Army Medical Knowlege Engineering System (AMKES) -- A Three-Tier Knowledge Harvesting Environment

By Dennis Merritt, Frank Sodetz, Mary Kroening, Alan Littleford, and Frederick W. Hegge

[This article was published in the Practical Applications of Java 1999 Conference Proceedings.

This work was supported by the U.S. Army Medical Research and Materiel Command under Contract No. DAMD17-98-D-0022 and DAMD17-93-C-3141. The views, opinions and/or findings contained in this report are those of the authors and should not be construed as an official Department of the Army position, policy or decision unless so designated by other documentation.]

Abstract

The Army Medical Knowledge Engineering System (AMKES) is designed to allow medical researchers to encapsulate the results of their research in a format that combines a reusable machine-readable formal description of the work with human-readable descriptions and supporting information. The data structure used is called a Generic Encapsulated Knowledge Object (GEKO). AMKES is implemented in Java and provides a back-end object-oriented database for storing GEKOs, a server for allowing multiple Internet users to access the database, and client software that provides users with graphical interface tools for creating and maintaining GEKOs. AMKES lets users explore the links and inferences represented by the GEKOs in an archive, thus allowing understanding and reuse of a body of research that is not possible with less formal approaches.

Application Background

The United States Army sponsors and produces many medical research programs. The management of knowledge produced by these programs represent significant challenges related to administrative analysis, scientific discovery and application development.

Further, it would be very efficient to support computational approaches to these activities using a single, reusableknowledge representation scheme. A perfect example of this reuse of knowledge is the Army-sponsored Breast Cancer Decision Guide presented at the 1998 Practical Applications of Prolog conference. In that application, various research results were distilled into a set of rules that can be applied to customize information about breast cancer for patients and their families.

The Generic Encapsulated Knowledge Object (GEKO) is a formal structure used to capture the results of research. It contains the rules and relationships between scientific variables that are the essence of a particular piece of research. Coupled with those rules in the GEKO are the human-readable descriptions, citations and other supporting information essential for verifying and understanding knowledge used in medical applications.

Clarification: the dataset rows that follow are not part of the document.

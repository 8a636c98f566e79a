//! Compatibility descriptors attached to catalog items.

use serde::{Deserialize, Serialize};
use std::fmt;

/// Inclusive model-year range; `to = None` is open-ended.
///
/// On the wire it is a `[from, to]` pair, e.g. `[2012, 2019]` or `[2020, null]`.
#[derive(Debug, Clone, Copy, PartialEq, Eq, Hash, Serialize, Deserialize)]
#[serde(from = "(i32, Option<i32>)", into = "(i32, Option<i32>)")]
pub struct YearRange {
    pub from: i32,
    pub to: Option<i32>,
}

impl YearRange {
    pub fn new(from: i32, to: Option<i32>) -> Self {
        Self { from, to }
    }

    pub fn closed(from: i32, to: i32) -> Self {
        Self { from, to: Some(to) }
    }

    pub fn open(from: i32) -> Self {
        Self { from, to: None }
    }

    pub fn contains(&self, year: i32) -> bool {
        year >= self.from && self.to.map_or(true, |to| year <= to)
    }

    /// A range is well formed unless `from > to`.
    pub fn is_valid(&self) -> bool {
        self.to.map_or(true, |to| self.from <= to)
    }
}

impl From<(i32, Option<i32>)> for YearRange {
    fn from((from, to): (i32, Option<i32>)) -> Self {
        Self { from, to }
    }
}

impl From<YearRange> for (i32, Option<i32>) {
    fn from(range: YearRange) -> Self {
        (range.from, range.to)
    }
}

impl fmt::Display for YearRange {
    fn fmt(&self, f: &mut fmt::Formatter<'_>) -> fmt::Result {
        match self.to {
            Some(to) => write!(f, "{}-{}", self.from, to),
            None => write!(f, "{}+", self.from),
        }
    }
}

/// One exclusion rule. Empty lists are wildcards.
///
/// The clause excludes a vehicle when every level it constrains is chosen
/// and matches.
#[derive(Debug, Clone, Default, PartialEq, Eq, Serialize, Deserialize)]
#[serde(default, rename_all = "camelCase")]
pub struct CompatibilityClause {
    pub makes: Vec<String>,
    pub models: Vec<String>,
    pub year_ranges: Vec<YearRange>,
    pub engines: Vec<String>,
}

impl CompatibilityClause {
    pub fn new() -> Self {
        Self::default()
    }

    pub fn makes<I, S>(mut self, makes: I) -> Self
    where
        I: IntoIterator<Item = S>,
        S: Into<String>,
    {
        self.makes = makes.into_iter().map(Into::into).collect();
        self
    }

    pub fn models<I, S>(mut self, models: I) -> Self
    where
        I: IntoIterator<Item = S>,
        S: Into<String>,
    {
        self.models = models.into_iter().map(Into::into).collect();
        self
    }

    pub fn year_range(mut self, range: YearRange) -> Self {
        self.year_ranges.push(range);
        self
    }

    pub fn engines<I, S>(mut self, engines: I) -> Self
    where
        I: IntoIterator<Item = S>,
        S: Into<String>,
    {
        self.engines = engines.into_iter().map(Into::into).collect();
        self
    }

    /// Whether the clause constrains anything at all.
    pub fn is_empty(&self) -> bool {
        self.makes.is_empty()
            && self.models.is_empty()
            && self.year_ranges.is_empty()
            && self.engines.is_empty()
    }
}

/// Which vehicles a catalog item fits.
///
/// Empty `models`, `year_ranges` or `engines` mean "any". `makes` empty
/// without the universal flag carries no make constraint either.
/// `excludes` always win over the include lists.
#[derive(Debug, Clone, Default, PartialEq, Eq, Serialize, Deserialize)]
#[serde(default, rename_all = "camelCase")]
pub struct CompatibilityDescriptor {
    /// Fits every vehicle (still subject to `excludes`).
    pub universal: bool,
    pub makes: Vec<String>,
    pub models: Vec<String>,
    pub year_ranges: Vec<YearRange>,
    pub engines: Vec<String>,
    pub excludes: Vec<CompatibilityClause>,
}

impl CompatibilityDescriptor {
    /// A universal-fit descriptor.
    pub fn universal() -> Self {
        Self {
            universal: true,
            ..Self::default()
        }
    }

    /// A descriptor fitting the given makes.
    pub fn for_makes<I, S>(makes: I) -> Self
    where
        I: IntoIterator<Item = S>,
        S: Into<String>,
    {
        Self {
            makes: makes.into_iter().map(Into::into).collect(),
            ..Self::default()
        }
    }

    pub fn with_models<I, S>(mut self, models: I) -> Self
    where
        I: IntoIterator<Item = S>,
        S: Into<String>,
    {
        self.models = models.into_iter().map(Into::into).collect();
        self
    }

    pub fn with_year_range(mut self, range: YearRange) -> Self {
        self.year_ranges.push(range);
        self
    }

    pub fn with_engines<I, S>(mut self, engines: I) -> Self
    where
        I: IntoIterator<Item = S>,
        S: Into<String>,
    {
        self.engines = engines.into_iter().map(Into::into).collect();
        self
    }

    pub fn excluding(mut self, clause: CompatibilityClause) -> Self {
        self.excludes.push(clause);
        self
    }

    /// Shape problems in the descriptor; empty when it is usable.
    pub fn validate(&self) -> Vec<String> {
        let mut problems = Vec::new();
        check_ranges("yearRanges", &self.year_ranges, &mut problems);
        check_names("makes", &self.makes, &mut problems);
        check_names("models", &self.models, &mut problems);
        check_names("engines", &self.engines, &mut problems);

        for (i, clause) in self.excludes.iter().enumerate() {
            let scope = format!("excludes[{}]", i);
            if clause.is_empty() {
                problems.push(format!("{}: clause constrains nothing", scope));
                continue;
            }
            check_ranges(&format!("{}.yearRanges", scope), &clause.year_ranges, &mut problems);
            check_names(&format!("{}.makes", scope), &clause.makes, &mut problems);
            check_names(&format!("{}.models", scope), &clause.models, &mut problems);
            check_names(&format!("{}.engines", scope), &clause.engines, &mut problems);
        }
        problems
    }

    pub fn is_valid(&self) -> bool {
        self.validate().is_empty()
    }
}

fn check_ranges(field: &str, ranges: &[YearRange], problems: &mut Vec<String>) {
    for range in ranges.iter().filter(|r| !r.is_valid()) {
        problems.push(format!("{}: range {} has from > to", field, range));
    }
}

fn check_names(field: &str, names: &[String], problems: &mut Vec<String>) {
    if names.iter().any(|n| n.trim().is_empty()) {
        problems.push(format!("{}: blank entry", field));
    }
}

Having designed the GEKO, a means was needed for allowing researches to create GEKOs that describe a piece of research. Further, it was necessary to store GEKOs in a central archive, and enable both the query and inferencing over the archive that meets the Army's two main objectives, understanding a body of research, and being able to reuse and apply the knowledge obtained by that research.

The Army Medical Knowledge Engineering System (AMKES) is the application that meets these needs. It is a classic three-tiered application, with a back-end database for storing GEKOs, client software for accessing the database, and server/network software for joining the two together.

Architectural Overview

AMKES is written entirely in Java and relies heavily on interface definitions in its design. The major components and their interfaces are the database, the client, and the network and server.

Database

The back-end database is an object-oriented database that stores GEKOs. There is an interface to it that defines the services that are provided by the GEKO database. By using an interface to define the database services, it becomes possible to switch between different database vendors or approaches if need be.

The database is actually implemented in two layers. The GEKO format is a frame-based structure. That is, it is composed of a number of slots represented by name:value pairs. These slots can have other frames as their values and so on. The deepest layer of AMKES is a generic frame-based database implemented using Object Store's PSE/Pro.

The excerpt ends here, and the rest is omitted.